At the same venue just down the road I also saw a band purporting to be Man ( the ‘Welsh Grateful Dead’) recently. That troupe was fronted by Martin Ace who did indeed play the bass guitar with Man in several of their many incarnations. Given their constantly changing personnel  the ‘tributary’ element is even more problematic in this case. The only consistent member of Man was Mickey Jones who died in 2010. His son, George, now fronts a band called Son of Man which plays the same songs but has no original members of Man in it. They appear, however, to be more popular in Man’s original home territory than the band led by Martin Ace. On the other hand there are many who fondly remember the music played by the original Man band(s) who take the view that it is a good thing that several bands perpetuate that. In short, an audience who are less concerned  with the pedigree of band members.  Pink Floyd, the Grateful Dead and many other major bands have spawned countless tribute acts. Some of these have built a sound and profitable following with no claims on authenticity relating to original membership. Many appear motivated by a genuine love of the original artists and seek to faithfully replicate their music. Some are extremely competent in their undertaking. Others introduce an amusing or satirical element to their performance or render the original music in an entirely different genre but are no less skilled in so doing.  A bluegrass band playing Pink Floyd numbers does have the virtue of some originality but the joke can wear rather thin and make for a long evening. All that Saucerful of Secrets, Dead & Co and the like offer over a skilled covers band  is perhaps that sometimes tenuous connection of one or more members with the original band. Neither the tribute nor tributary band might offer much by way of originality if they merely seek to replicate the sound of the original. However, there seems to be a market for such replication.

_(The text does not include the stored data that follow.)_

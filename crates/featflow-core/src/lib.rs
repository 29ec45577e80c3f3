pub mod error;
pub mod img;
pub mod track;

pub use error::TrackerError;
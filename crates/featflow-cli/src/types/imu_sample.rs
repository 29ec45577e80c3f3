use nalgebra::Vector3;

/// One gyroscope + accelerometer reading.
#[derive(Debug, Clone, Copy, PartialEq)]
pub struct ImuSample {
    /// Seconds on the sensor clock
    pub timestamp: f64,
    /// Angular rate in rad/s
    pub gyro: Vector3<f64>,
    /// Specific force in m/s²
    pub accel: Vector3<f64>,
}

impl ImuSample {
    pub fn new(timestamp: f64, gyro: Vector3<f64>, accel: Vector3<f64>) -> Self {
        Self {
            timestamp,
            gyro,
            accel,
        }
    }
}
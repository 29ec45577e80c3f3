use serde::{Deserialize, Serialize};

use crate::error::{Result, TrackerError};
use crate::track::seed::{FastSeederConfig, ShiTomasiGridConfig};

/// Pyramidal Lucas-Kanade parameters.
#[derive(Debug, Clone, Copy, PartialEq, Serialize, Deserialize)]
#[serde(default)]
pub struct LkParams {
    /// Side of the square integration window, in pixels.
    pub win_size: usize,
    /// Index of the coarsest pyramid level; the pyramid holds `max_level + 1` levels.
    pub max_level: usize,
    pub max_iter: usize,
    /// Convergence tolerance on the per-iteration update, in pixels.
    pub eps: f32,
}

impl Default for LkParams {
    fn default() -> Self {
        Self {
            win_size: 15,
            max_level: 3,
            max_iter: 30,
            eps: 0.01,
        }
    }
}

/// Farneback dense optical flow parameters.
#[derive(Debug, Clone, Copy, PartialEq, Serialize, Deserialize)]
#[serde(default)]
pub struct FarnebackParams {
    pub num_levels: usize,
    /// Ratio between consecutive pyramid levels, in (0, 1).
    pub pyr_scale: f32,
    /// Side of the averaging window used by the displacement solve.
    pub win_size: usize,
    pub num_iter: usize,
    /// Side of the neighbourhood used for polynomial expansion (5 or 7 typical).
    pub poly_n: usize,
    pub poly_sigma: f32,
    /// Seed each solve with the flow field from the previous frame.
    pub use_initial_flow: bool,
    /// Gaussian instead of box weighting in the displacement solve.
    pub gaussian_window: bool,
}

impl Default for FarnebackParams {
    fn default() -> Self {
        Self {
            num_levels: 3,
            pyr_scale: 0.5,
            win_size: 15,
            num_iter: 3,
            poly_n: 5,
            poly_sigma: 1.1,
            use_initial_flow: false,
            gaussian_window: false,
        }
    }
}

#[derive(Debug, Clone, Copy, PartialEq, Serialize, Deserialize)]
#[serde(tag = "type", rename_all = "snake_case")]
pub enum OpticalFlowConfig {
    LucasKanade(LkParams),
    Farneback(FarnebackParams),
}

impl Default for OpticalFlowConfig {
    fn default() -> Self {
        Self::LucasKanade(LkParams::default())
    }
}

#[derive(Debug, Clone, Copy, Serialize, Deserialize)]
#[serde(tag = "type", rename_all = "snake_case")]
pub enum DetectorConfig {
    Fast(FastSeederConfig),
    ShiTomasi(ShiTomasiGridConfig),
}

impl Default for DetectorConfig {
    fn default() -> Self {
        Self::Fast(FastSeederConfig::default())
    }
}

#[derive(Debug, Clone, Serialize, Deserialize)]
#[serde(default)]
pub struct TrackerConfig {
    pub optical_flow: OpticalFlowConfig,
    pub detector: DetectorConfig,
    /// Detection is triggered once the active count drops below this.
    pub num_features_min: usize,
    pub num_features_max: usize,
    /// Side of the exclusion box stamped around every feature.
    pub mask_size: u32,
    /// Border band, in pixels, where no feature may be detected.
    pub margin: u32,
    /// Pyramidal LK tracks moving further than this are dropped.
    pub max_pixel_displacement: f32,
    pub extract_descriptor: bool,
    pub match_dropped_tracks: bool,
    /// Hamming distance a recovered match must stay strictly below.
    pub descriptor_distance_thresh: u32,
    /// Frames an unrecovered dropped track stays in the recovery pool after the frame that lost it.
    pub dropped_track_ttl: u64,
    /// Apply `max_pixel_displacement` to the dense backend as well.
    pub dense_displacement_veto: bool,
}

impl Default for TrackerConfig {
    fn default() -> Self {
        Self {
            optical_flow: OpticalFlowConfig::default(),
            detector: DetectorConfig::default(),
            num_features_min: 40,
            num_features_max: 80,
            mask_size: 15,
            margin: 8,
            max_pixel_displacement: 64.0,
            extract_descriptor: true,
            match_dropped_tracks: true,
            descriptor_distance_thresh: 40,
            dropped_track_ttl: 0,
            dense_displacement_veto: false,
        }
    }
}

impl TrackerConfig {
    pub fn validate(&self) -> Result<()> {
        match &self.optical_flow {
            OpticalFlowConfig::LucasKanade(lk) => {
                if lk.win_size < 3 {
                    return invalid(format!("lk win_size must be at least 3, got {}", lk.win_size));
                }
                if lk.max_iter == 0 {
                    return invalid("lk max_iter must be positive".to_string());
                }
                if !(lk.eps > 0.0) {
                    return invalid(format!("lk eps must be positive, got {}", lk.eps));
                }
            }
            OpticalFlowConfig::Farneback(fb) => {
                if fb.num_levels == 0 {
                    return invalid("farneback num_levels must be positive".to_string());
                }
                if !(fb.pyr_scale > 0.0 && fb.pyr_scale < 1.0) {
                    return invalid(format!(
                        "farneback pyr_scale must lie in (0, 1), got {}",
                        fb.pyr_scale
                    ));
                }
                if fb.win_size == 0 || fb.num_iter == 0 {
                    return invalid("farneback win_size and num_iter must be positive".to_string());
                }
                if fb.poly_n < 3 || !(fb.poly_sigma > 0.0) {
                    return invalid(format!(
                        "farneback poly_n must be at least 3 and poly_sigma positive, got {} / {}",
                        fb.poly_n, fb.poly_sigma
                    ));
                }
            }
        }

        if self.num_features_max == 0 {
            return invalid("num_features_max must be positive".to_string());
        }
        if self.num_features_min > self.num_features_max {
            return invalid(format!(
                "num_features_min ({}) exceeds num_features_max ({})",
                self.num_features_min, self.num_features_max
            ));
        }
        if self.mask_size == 0 {
            return invalid("mask_size must be positive".to_string());
        }
        if !(self.max_pixel_displacement > 0.0) {
            return invalid(format!(
                "max_pixel_displacement must be positive, got {}",
                self.max_pixel_displacement
            ));
        }
        Ok(())
    }
}

fn invalid(message: String) -> Result<()> {
    Err(TrackerError::InvalidConfig(message))
}
use super::{FeatureGridConfig, FeatureSeed, FeatureSeeder, sort_by_score};
use crate::{img::PyramidLevel, track::seed::utils::radius_nms};
use log::{debug, trace};
use nalgebra::Vector2;
use serde::{Deserialize, Serialize};

const BASE_CIRCLE_OFFSETS: [(isize, isize); 16] = [
    (0, -3),
    (1, -3),
    (2, -2),
    (3, -1),
    (3, 0),
    (3, 1),
    (2, 2),
    (1, 3),
    (0, 3),
    (-1, 3),
    (-2, 2),
    (-3, 1),
    (-3, 0),
    (-3, -1),
    (-2, -2),
    (-1, -3),
];

#[derive(Debug, Clone, Copy, PartialEq, Eq, Serialize, Deserialize)]
#[serde(rename_all = "snake_case")]
pub enum FastDetectorType {
    Type5_8,
    Type7_12,
    Type9_16,
}

impl FastDetectorType {
    #[inline]
    fn contiguous_arc_length(self) -> usize {
        match self {
            Self::Type5_8 => 5,
            Self::Type7_12 => 7,
            Self::Type9_16 => 9,
        }
    }
}

#[derive(Debug, Clone, Copy, PartialEq, Serialize, Deserialize)]
#[serde(default)]
pub struct FastDetectorConfig {
    pub intensity_threshold: f32,
    pub nonmax_suppression: bool,
    pub detector_type: FastDetectorType,
    pub circle_radius: usize,
}

impl Default for FastDetectorConfig {
    fn default() -> Self {
        Self {
            intensity_threshold: 20.0,
            nonmax_suppression: true,
            detector_type: FastDetectorType::Type9_16,
            circle_radius: 3,
        }
    }
}

#[derive(Debug, Clone, Copy, Default, PartialEq, Serialize, Deserialize)]
#[serde(default)]
pub struct FastSeederConfig {
    pub grid: FeatureGridConfig,
    pub detector: FastDetectorConfig,
}

#[derive(Debug, Clone)]
pub struct FastSeeder {
    config: FastSeederConfig,
    circle_offsets: [(isize, isize); 16],
    arc_length: usize,
}

impl FastSeeder {
    pub fn new(config: FastSeederConfig) -> Self {
        let mut detector = config.detector;
        detector.intensity_threshold = detector.intensity_threshold.max(0.0);
        detector.circle_radius = detector.circle_radius.max(2);

        let arc_length = detector.detector_type.contiguous_arc_length();
        let circle_offsets = compute_circle_offsets(detector.circle_radius);

        trace!(
            "FAST seeder config: threshold {:.1}, nonmax {}, radius {}, arc length {}",
            detector.intensity_threshold,
            detector.nonmax_suppression,
            detector.circle_radius,
            arc_length
        );

        Self {
            config: FastSeederConfig {
                grid: config.grid,
                detector,
            },
            circle_offsets,
            arc_length,
        }
    }
}

impl FeatureSeeder for FastSeeder {
    fn seed(&self, level: &PyramidLevel) -> Vec<FeatureSeed> {
        let width = level.image.width() as usize;
        let height = level.image.height() as usize;
        let grid_cfg = self.config.grid;
        let detector_cfg = self.config.detector;

        let cell = grid_cfg.cell_size.max(4);
        let per_cell_cap = grid_cfg.per_cell_cap.max(1);
        let max_features = grid_cfg.max_features.max(per_cell_cap);
        let response_threshold = grid_cfg.response_threshold.max(0.0);
        let nms_radius = grid_cfg.nms_radius_px.max(0.0);
        let border = detector_cfg.circle_radius.max(grid_cfg.window_radius.max(1));

        if width <= border * 2 || height <= border * 2 {
            return Vec::new();
        }

        let x_lo = border;
        let x_hi = width - border;
        let y_lo = border;
        let y_hi = height - border;

        let cells_x = (x_hi - x_lo).div_ceil(cell);
        let cells_y = (y_hi - y_lo).div_ceil(cell);

        let mut score_map = vec![0.0f32; width * height];
        let mut candidates: Vec<Candidate> = Vec::new();

        for y in y_lo..y_hi {
            for x in x_lo..x_hi {
                if let Some(score) = fast_corner_score(
                    level,
                    x,
                    y,
                    &self.circle_offsets,
                    detector_cfg.intensity_threshold,
                    self.arc_length,
                ) {
                    score_map[y * width + x] = score;
                    candidates.push(Candidate { x, y, score });
                }
            }
        }

        trace!(
            "FAST detected {} raw corners above threshold {:.1}",
            candidates.len(),
            detector_cfg.intensity_threshold
        );

        if candidates.is_empty() {
            debug!(
                "FAST seeding in {}x{} (oct {}) → 0 (raw)",
                width, height, level.octave
            );
            return Vec::new();
        }

        let candidates = if detector_cfg.nonmax_suppression {
            apply_nonmax_suppression(&candidates, &score_map, width, height)
        } else {
            candidates
        };

        let mut buckets: Vec<Vec<FeatureSeed>> =
            vec![Vec::with_capacity(per_cell_cap); cells_x * cells_y];

        for candidate in candidates {
            if candidate.score < response_threshold {
                continue;
            }

            let cx = (candidate.x - x_lo) / cell;
            let cy = (candidate.y - y_lo) / cell;
            let bucket = &mut buckets[cy * cells_x + cx];
            insert_sorted(
                bucket,
                FeatureSeed {
                    px_uv: Vector2::new(candidate.x as f32, candidate.y as f32),
                    score: candidate.score,
                },
            );

            if bucket.len() > per_cell_cap {
                bucket.pop();
            }
        }

        let mut seeds: Vec<FeatureSeed> = buckets.into_iter().flatten().collect();
        sort_by_score(&mut seeds);

        let mut seeds = if nms_radius > 0.0 {
            radius_nms(seeds, nms_radius, max_features)
        } else {
            seeds
        };
        seeds.truncate(max_features);

        debug!(
            "FAST seeding in {}x{} (oct {}, cell {}, K {}, NMS {:.1}px) → {} (max {})",
            width,
            height,
            level.octave,
            cell,
            per_cell_cap,
            nms_radius,
            seeds.len(),
            max_features
        );

        seeds
    }
}

#[derive(Debug, Clone)]
struct Candidate {
    x: usize,
    y: usize,
    score: f32,
}

fn compute_circle_offsets(radius: usize) -> [(isize, isize); 16] {
    if radius == 3 {
        return BASE_CIRCLE_OFFSETS;
    }

    let scale = radius as f32 / 3.0;
    let mut offsets = [(0isize, 0isize); 16];
    for (i, &(x, y)) in BASE_CIRCLE_OFFSETS.iter().enumerate() {
        offsets[i] = (
            (x as f32 * scale).round() as isize,
            (y as f32 * scale).round() as isize,
        );
    }
    offsets
}

fn ring_sample(level: &PyramidLevel, x: usize, y: usize, offset: (isize, isize)) -> f32 {
    let sx = (x as isize + offset.0) as u32;
    let sy = (y as isize + offset.1) as u32;
    level.intensity(sx, sy)
}

fn fast_corner_score(
    level: &PyramidLevel,
    x: usize,
    y: usize,
    offsets: &[(isize, isize); 16],
    threshold: f32,
    arc_length: usize,
) -> Option<f32> {
    let center = level.intensity(x as u32, y as u32);
    let high = center + threshold;
    let low = center - threshold;

    // Compass test: a 9/16 arc must cover at least 2 of the 4 compass points,
    // shorter arcs at least 1.
    let needed = if arc_length >= 9 { 2 } else { 1 };
    let mut brighter = 0;
    let mut darker = 0;
    for &idx in &[0usize, 4, 8, 12] {
        let sample = ring_sample(level, x, y, offsets[idx]);
        if sample > high {
            brighter += 1;
        } else if sample < low {
            darker += 1;
        }
    }
    if brighter < needed && darker < needed {
        return None;
    }

    let mut circle_vals = [0.0f32; 16];
    for (i, &offset) in offsets.iter().enumerate() {
        circle_vals[i] = ring_sample(level, x, y, offset);
    }

    // Ring is unrolled twice so arcs crossing index 0 are seen contiguously.
    let mut classes = [0i8; 32];
    for i in 0..16 {
        let val = circle_vals[i];
        classes[i] = if val > high {
            1
        } else if val < low {
            -1
        } else {
            0
        };
        classes[i + 16] = classes[i];
    }

    let mut idx = 0usize;
    let mut best: Option<f32> = None;
    while idx < classes.len() {
        let class = classes[idx];
        if class == 0 {
            idx += 1;
            continue;
        }
        let mut len = 0usize;
        let mut sum = 0.0f32;
        while idx + len < classes.len() && classes[idx + len] == class && len < 16 {
            let value = circle_vals[(idx + len) % 16];
            sum += if class > 0 { value - center } else { center - value };
            len += 1;
        }
        if len >= arc_length {
            best = Some(best.map_or(sum, |b: f32| b.max(sum)));
        }
        idx += len;
    }
    best
}

fn apply_nonmax_suppression(
    candidates: &[Candidate],
    score_map: &[f32],
    width: usize,
    height: usize,
) -> Vec<Candidate> {
    candidates
        .iter()
        .filter(|candidate| {
            let (x, y) = (candidate.x, candidate.y);
            let x_min = x.saturating_sub(1);
            let x_max = (x + 1).min(width - 1);
            let y_min = y.saturating_sub(1);
            let y_max = (y + 1).min(height - 1);
            (y_min..=y_max).all(|ny| {
                (x_min..=x_max)
                    .all(|nx| (nx == x && ny == y) || score_map[ny * width + nx] <= candidate.score)
            })
        })
        .cloned()
        .collect()
}

fn insert_sorted(bucket: &mut Vec<FeatureSeed>, seed: FeatureSeed) {
    let insert_pos = bucket
        .iter()
        .position(|existing| existing.score <= seed.score)
        .unwrap_or(bucket.len());
    bucket.insert(insert_pos, seed);
}

#[cfg(test)]
mod tests {
    use super::*;
    use crate::img::build_pyramid;
    use image::{GrayImage, Luma};

    fn bright_square() -> GrayImage {
        GrayImage::from_fn(40, 40, |x, y| {
            let inside = (12..28).contains(&x) && (12..28).contains(&y);
            Luma([if inside { 230 } else { 30 }])
        })
    }

    #[test]
    fn fast_seeder_detects_square_corners() {
        let pyramid = build_pyramid(&bright_square(), 1);
        let seeder = FastSeeder::new(FastSeederConfig::default());

        let seeds = seeder.seed(pyramid.base());
        assert!(!seeds.is_empty(), "expected FAST seeder to find corners");
        assert!(seeds.iter().all(|s| s.score >= 10.0));
        for (cx, cy) in [(12.0, 12.0), (27.0, 12.0), (12.0, 27.0), (27.0, 27.0)] {
            assert!(
                seeds
                    .iter()
                    .any(|s| (s.px_uv.x - cx).abs() <= 2.5 && (s.px_uv.y - cy).abs() <= 2.5),
                "no corner near ({cx}, {cy}): {seeds:?}"
            );
        }
        assert!(
            seeds
                .windows(2)
                .all(|pair| pair[0].score >= pair[1].score)
        );
    }

    #[test]
    fn flat_image_yields_nothing() {
        let flat = GrayImage::from_pixel(32, 32, Luma([128]));
        let pyramid = build_pyramid(&flat, 1);
        let seeder = FastSeeder::new(FastSeederConfig::default());
        assert!(seeder.seed(pyramid.base()).is_empty());
    }
}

An altogether more innovative affair was David Byrne’s American Utopia show wherein some of Talking Heads greatest hits are rendered as musical theatre. As a mere youth of 66 Byrne is still engaged in a process of reinvention rather than regurgitation. I have not previously endorsed behaviour involving rigorously choreographed dance routines but tip my hat to Mr. Byrne for once again confounding another of my long –held prejudices. So, whilst there is only one member of Talking Heads on stage performing some of their songs from the early 1970’s the overall feel was different from the shows described above.  It was not an homage to a long defunct band but a radical reinterpretation of some of their songs. The demographic of the audience was broader with more of a gender balance i.e. more couples  and a lower average age. That is not to say that there were a lot of young people there which is a shame. American Utopia is a show you could take your grandchildren to see if your pension stretched that far.